Отгремел победный салют в Москве, осела послевоенная гарь, устоялось мое положение в Большом театре, прежде чем сердце отошло от немоты и я смогла опять думать о ребенке. Как и множество женщин после войны, без ребенка я чувствовала себя обделенной судьбой.
Среди мужчин, ухаживавших за мной, был он. Он – гонщик по вертикальной стене.
…Страшно модный в те годы и страшный сам по себе цирковой аттракцион, на который ломились толпы зрителей. В московском Центральном парке культуры и отдыха воздвигается цилиндр, вроде гигантского стакана с галереей для публики. Звуки фанфар, простреленные треском мотора. Человек врывается с трамплина внутрь цилиндра и начинает выписывать на его круглой вертикальной стене немыслимые фигуры на мотоцикле. Мотоциклетный рев заполняет цилиндр, смешиваясь с ревом восхищенной толпы. Легкие стены цилиндра дрожат, женщины дрожат от страха, их сердца замирают от восторга и изумления перед бесстрашием гонщика. Проходит несколько минут, и зрители вздыхают с облегчением – слава Богу, не разбился. Но это еще не конец – неожиданно гонщик взлетает на отвесную стену уже на автомобиле и начинает носиться по кругу, сначала медленно, потом все быстрее и быстрее…

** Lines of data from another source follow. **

//! Line-ending normalisation between the wire and the platform clipboard.

/// Normalise line endings in `text`.
///
/// With `force_lf` set the result always uses LF; this is the outgoing
/// direction, where the wire carries LF regardless of platform. Without it
/// the platform convention applies: LF everywhere except Windows, which gets
/// CRLF. This is the incoming direction, used before text reaches the
/// clipboard or disk.
///
/// CRLF pairs collapse to LF first; a lone CR is preserved as-is.
pub fn convert_eol(text: &str, force_lf: bool) -> String {
    let lf = to_lf(text);
    if force_lf || !cfg!(windows) {
        return lf;
    }
    to_crlf(&lf)
}

fn to_lf(text: &str) -> String {
    let mut out = String::with_capacity(text.len());
    let mut chars = text.chars().peekable();
    while let Some(c) = chars.next() {
        if c == '\r' && chars.peek() == Some(&'\n') {
            continue;
        }
        out.push(c);
    }
    out
}

fn to_crlf(text: &str) -> String {
    let mut out = String::with_capacity(text.len() + text.len() / 16);
    for c in text.chars() {
        if c == '\n' {
            out.push('\r');
        }
        out.push(c);
    }
    out
}
//! Single-byte protocol version negotiation.

use tracing::debug;

use crate::config::Config;
use crate::net::{CloseMode, PeerStream};
use crate::proto::{SessionError, Version};

pub const PROTOCOL_SUPPORTED: u8 = 1;
pub const PROTOCOL_OBSOLETE: u8 = 2;
pub const PROTOCOL_UNKNOWN: u8 = 3;

/// Negotiate the session version.
///
/// The client proposes one byte. Below the configured minimum the server
/// answers OBSOLETE and closes; within range it answers SUPPORTED; above the
/// maximum it answers UNKNOWN followed by its maximum and the client either
/// confirms that version or the session ends.
///
/// Returns `None` when the session ends without a usable version — including
/// the reserved test version 0, after which no further bytes are read.
pub(crate) async fn negotiate_version(
    stream: &mut PeerStream,
    config: &Config,
) -> Result<Option<Version>, SessionError> {
    let proposed = stream.read_u8().await?;

    if proposed < config.min_proto_version {
        debug!(proposed, "client protocol version is obsolete");
        stream.write_u8(PROTOCOL_OBSOLETE).await?;
        stream.close(CloseMode::Immediate).await;
        return Ok(None);
    }

    let accepted = if proposed <= config.max_proto_version {
        stream.write_u8(PROTOCOL_SUPPORTED).await?;
        proposed
    } else {
        debug!(proposed, max = config.max_proto_version, "client protocol version is unknown");
        stream.write_u8(PROTOCOL_UNKNOWN).await?;
        stream.write_u8(config.max_proto_version).await?;
        let confirmed = stream.read_u8().await?;
        if confirmed != config.max_proto_version {
            stream.close(CloseMode::Immediate).await;
            return Ok(None);
        }
        confirmed
    };

    Ok(Version::from_byte(accepted))
}
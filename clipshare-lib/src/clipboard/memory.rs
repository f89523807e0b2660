use std::io;
use std::path::PathBuf;
use std::sync::Mutex;

use super::Clipboard;

/// In-process clipboard.
///
/// Holds either text or a file list, like a platform clipboard holds one
/// selection at a time. Setting one kind clears the other.
#[derive(Debug, Default)]
pub struct MemoryClipboard {
    state: Mutex<State>,
}

#[derive(Debug, Default)]
struct State {
    text: Option<String>,
    files: Vec<PathBuf>,
}

impl MemoryClipboard {
    pub fn new() -> Self {
        Self::default()
    }

    /// Preload a file list, as a platform copy operation would.
    pub fn with_files(paths: Vec<PathBuf>) -> Self {
        Self { state: Mutex::new(State { text: None, files: paths }) }
    }

    fn lock(&self) -> io::Result<std::sync::MutexGuard<'_, State>> {
        self.state.lock().map_err(|_| io::Error::other("clipboard poisoned"))
    }
}

impl Clipboard for MemoryClipboard {
    fn get_text(&self) -> io::Result<Option<String>> {
        Ok(self.lock()?.text.clone())
    }

    fn set_text(&self, text: String) -> io::Result<()> {
        let mut state = self.lock()?;
        state.text = Some(text);
        state.files.clear();
        Ok(())
    }

    fn copied_files(&self) -> io::Result<Vec<PathBuf>> {
        Ok(self.lock()?.files.clone())
    }

    fn set_cut_files(&self, paths: Vec<PathBuf>) -> io::Result<()> {
        let mut state = self.lock()?;
        state.text = None;
        state.files = paths;
        Ok(())
    }
}
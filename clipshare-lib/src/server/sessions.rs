//! Process-wide session accounting.

use std::sync::atomic::{AtomicUsize, Ordering};
use std::sync::Arc;

/// Best-effort cap on concurrently running sessions.
pub const MAX_SESSIONS: usize = 64;

#[derive(Debug, Default)]
pub struct SessionCount {
    current: AtomicUsize,
    total: AtomicUsize,
    errors: AtomicUsize,
}

#[derive(Debug, Clone, Copy, Default)]
pub struct SessionSnapshot {
    pub current: usize,
    pub total: usize,
    pub errors: usize,
}

impl SessionCount {
    /// Admit a new session unless the cap is reached. The returned guard
    /// decrements the in-flight count exactly once when dropped.
    pub fn try_admit(self: &Arc<Self>) -> Option<SessionGuard> {
        if self.current.load(Ordering::Relaxed) >= MAX_SESSIONS {
            return None;
        }
        self.current.fetch_add(1, Ordering::Relaxed);
        self.total.fetch_add(1, Ordering::Relaxed);
        Some(SessionGuard { counts: Arc::clone(self) })
    }

    pub fn increment_errors(&self) {
        self.errors.fetch_add(1, Ordering::Relaxed);
    }

    pub fn current(&self) -> usize {
        self.current.load(Ordering::Relaxed)
    }

    pub fn total(&self) -> usize {
        self.total.load(Ordering::Relaxed)
    }

    pub fn errors(&self) -> usize {
        self.errors.load(Ordering::Relaxed)
    }

    pub fn snapshot(&self) -> SessionSnapshot {
        SessionSnapshot { current: self.current(), total: self.total(), errors: self.errors() }
    }
}

/// RAII admission token for one session.
#[derive(Debug)]
pub struct SessionGuard {
    counts: Arc<SessionCount>,
}

impl Drop for SessionGuard {
    fn drop(&mut self) {
        self.counts
            .current
            .fetch_update(Ordering::Relaxed, Ordering::Relaxed, |v| v.checked_sub(1))
            .ok();
    }
}
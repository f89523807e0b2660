//! get-image, get-copied-image and get-screenshot.

use tracing::debug;

use crate::clipboard::ImageMode;
use crate::net::PeerStream;
use crate::proto::{reply_no_data, SessionContext, SessionError, MAX_IMAGE_SIZE, STATUS_OK};

pub(crate) async fn get_image(
    stream: &mut PeerStream,
    ctx: &SessionContext,
) -> Result<(), SessionError> {
    let display = resolve_display(ctx, 0);
    send_image(stream, ctx, ImageMode::Any, display).await
}

pub(crate) async fn get_copied_image(
    stream: &mut PeerStream,
    ctx: &SessionContext,
) -> Result<(), SessionError> {
    let display = resolve_display(ctx, 0);
    send_image(stream, ctx, ImageMode::CopiedOnly, display).await
}

/// Screenshot of a client-chosen display. The method acknowledges with OK
/// before reading the display index frame; capture status follows.
pub(crate) async fn get_screenshot(
    stream: &mut PeerStream,
    ctx: &SessionContext,
) -> Result<(), SessionError> {
    stream.write_u8(STATUS_OK).await?;
    let requested = stream.read_size().await?;
    // out-of-range indexes fall back to the default display
    let requested = if (1..=65536).contains(&requested) { requested } else { 0 };
    let display = resolve_display(ctx, u16::try_from(requested).unwrap_or(0));
    send_image(stream, ctx, ImageMode::ScreenshotOnly, display).await
}

/// A client may only pick the display when the configuration allows it;
/// index 0 always means the configured default.
fn resolve_display(ctx: &SessionContext, requested: u16) -> u16 {
    if requested == 0 || !ctx.config.client_selects_display {
        ctx.config.display
    } else {
        requested
    }
}

async fn send_image(
    stream: &mut PeerStream,
    ctx: &SessionContext,
    mode: ImageMode,
    display: u16,
) -> Result<(), SessionError> {
    let image = match ctx.images.capture(mode, display) {
        Ok(Some(bytes)) if !bytes.is_empty() && bytes.len() as i64 <= MAX_IMAGE_SIZE => bytes,
        Ok(_) => return reply_no_data(stream).await,
        Err(e) => {
            let display_index = display;
            debug!(error = %e, ?mode, display = display_index, "image capture failed");
            return reply_no_data(stream).await;
        }
    };
    stream.write_u8(STATUS_OK).await?;
    stream.send_size(image.len() as i64).await?;
    stream.write_exact(&image).await?;
    Ok(())
}
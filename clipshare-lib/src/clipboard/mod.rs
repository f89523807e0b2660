//! Adapter contracts for the platform clipboard and screenshot back-ends.
//!
//! The protocol handlers only ever talk to these traits. Platform back-ends
//! (X11 selections, Windows clipboard, framebuffer capture) live outside this
//! crate; [`MemoryClipboard`] is the in-process implementation the daemon
//! falls back to and the one the tests drive.

mod memory;
mod text;

pub use memory::MemoryClipboard;
pub use text::convert_eol;

use std::io;
use std::path::PathBuf;

/// What the image provider should capture.
#[derive(Debug, Clone, Copy, PartialEq, Eq)]
pub enum ImageMode {
    /// Copied image if present, otherwise a screenshot.
    Any,
    /// Only an image copied to the clipboard.
    CopiedOnly,
    /// Only a screenshot of a display.
    ScreenshotOnly,
}

/// Text and file-list clipboard operations.
pub trait Clipboard: Send + Sync {
    /// Current clipboard text, or `None` when the clipboard holds no text.
    fn get_text(&self) -> io::Result<Option<String>>;

    fn set_text(&self, text: String) -> io::Result<()>;

    /// Paths currently copied to the clipboard.
    fn copied_files(&self) -> io::Result<Vec<PathBuf>>;

    /// Publish `paths` as a "cut" selection.
    fn set_cut_files(&self, paths: Vec<PathBuf>) -> io::Result<()>;
}

/// Screenshot / copied-image capture.
///
/// `display` selects the output to capture for screenshot modes; `0` means
/// the provider's default. The returned bytes are a complete PNG image.
pub trait ImageProvider: Send + Sync {
    fn capture(&self, mode: ImageMode, display: u16) -> io::Result<Option<Vec<u8>>>;
}

/// Image provider for builds without a capture back-end. Never has data.
#[derive(Debug, Default)]
pub struct NoopImageProvider;

impl ImageProvider for NoopImageProvider {
    fn capture(&self, _mode: ImageMode, _display: u16) -> io::Result<Option<Vec<u8>>> {
        Ok(None)
    }
}
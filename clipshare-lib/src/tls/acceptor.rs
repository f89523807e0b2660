//! rustls server setup for the secure listener.

use std::path::Path;
use std::sync::Arc;

use rustls_pki_types::pem::PemObject;
use rustls_pki_types::{CertificateDer, PrivateKeyDer};
use tokio_rustls::rustls::server::WebPkiClientVerifier;
use tokio_rustls::rustls::{RootCertStore, ServerConfig};
use tokio_rustls::TlsAcceptor;

use crate::config::TlsConfig;
use crate::error::{Result, ServerError};

/// Certificate files larger than this are rejected.
const MAX_CERT_FILE_SIZE: u64 = 65536;

/// Build a TLS acceptor from the configured material.
///
/// The bundle file supplies the server certificate chain and its private key;
/// the CA file supplies the trust anchor client certificates must chain to.
/// A peer certificate is mandatory for every handshake.
pub fn build_tls_acceptor(cfg: &TlsConfig) -> Result<TlsAcceptor> {
    let bundle = read_capped(&cfg.cert_bundle, "certificate bundle")?;
    let certs = CertificateDer::pem_slice_iter(&bundle)
        .collect::<std::result::Result<Vec<_>, _>>()
        .map_err(|e| ServerError::Tls(format!("Failed to parse certificate bundle: {e}")))?;
    if certs.is_empty() {
        return Err(ServerError::NoCertificate);
    }
    let Some(key) = PrivateKeyDer::pem_slice_iter(&bundle)
        .collect::<std::result::Result<Vec<_>, _>>()
        .map_err(|e| ServerError::Tls(format!("Failed to parse private key: {e}")))?
        .pop()
    else {
        return Err(ServerError::NoPrivateKey);
    };

    let ca_bytes = read_capped(&cfg.ca_cert, "CA certificate")?;
    let mut roots = RootCertStore::empty();
    for ca in CertificateDer::pem_slice_iter(&ca_bytes) {
        let ca = ca.map_err(|e| ServerError::Tls(format!("Failed to parse CA certificate: {e}")))?;
        roots
            .add(ca)
            .map_err(|e| ServerError::Tls(format!("Failed to add CA certificate: {e}")))?;
    }

    let verifier = WebPkiClientVerifier::builder(Arc::new(roots))
        .build()
        .map_err(|e| ServerError::Tls(format!("Failed to build client verifier: {e}")))?;

    let server = ServerConfig::builder()
        .with_client_cert_verifier(verifier)
        .with_single_cert(certs, key)
        .map_err(|e| ServerError::Tls(format!("Failed to build TLS config: {e}")))?;

    Ok(TlsAcceptor::from(Arc::new(server)))
}

fn read_capped(path: &Path, what: &str) -> Result<Vec<u8>> {
    let meta = std::fs::metadata(path)
        .map_err(|e| ServerError::Tls(format!("Failed to read {what}: {e}")))?;
    if meta.len() == 0 || meta.len() > MAX_CERT_FILE_SIZE {
        return Err(ServerError::Tls(format!(
            "Invalid {what} file size: {} bytes",
            meta.len()
        )));
    }
    std::fs::read(path).map_err(|e| ServerError::Tls(format!("Failed to read {what}: {e}")))
}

Предтеча невесомости, которой поразили нас двадцать лет спустя космонавты? Или возможно, некий вариант левитации, когда святой отец одной силой своей мысли поднимается над землей.
Во всяком случае, гонщика звали Григорий Левитин.
Познакомились мы благодаря моему племяннику Науму, сыну моего брата Маттания. Кстати, Наум тоже пошел в балет. Наум Азарин-Мессерер стал популярным в Москве педагогом и отдал много сил для процветания Московского театра Станиславского и Немировича-Данченко. Я всегда гордилась племянником, его успехами.
Так вот, Наум и позвал меня как-то в Центральный парк, на аттракцион Левитина.
Гриша Левитин стал моим мужем и отцом Миши.
Первая жена Григория умерла, он один растил прелестную дочку, Рину. Ее я отдала в балетную школу, и Ирина Левитина протанцевала массу лет в Большом театре, а ее муж Дмитрий Бегак – первый исполнитель роли Спартака на сцене Большого.
Рожала я в привилегированном роддоме. Это мне устроил Юрий Файер, имевший обширные связи. Без блата в России трудно. А в те годы «без блата» иногда означало «без ребенка». В обычном, «общечеловеческом» родильном доме в одной палате бывало по десятку и больше рожениц, и в теснотище могло произойти и происходило все, что угодно. Тем более что первого ребенка я дождалась в сорок лет – не в идеальном для таких свершений возрасте.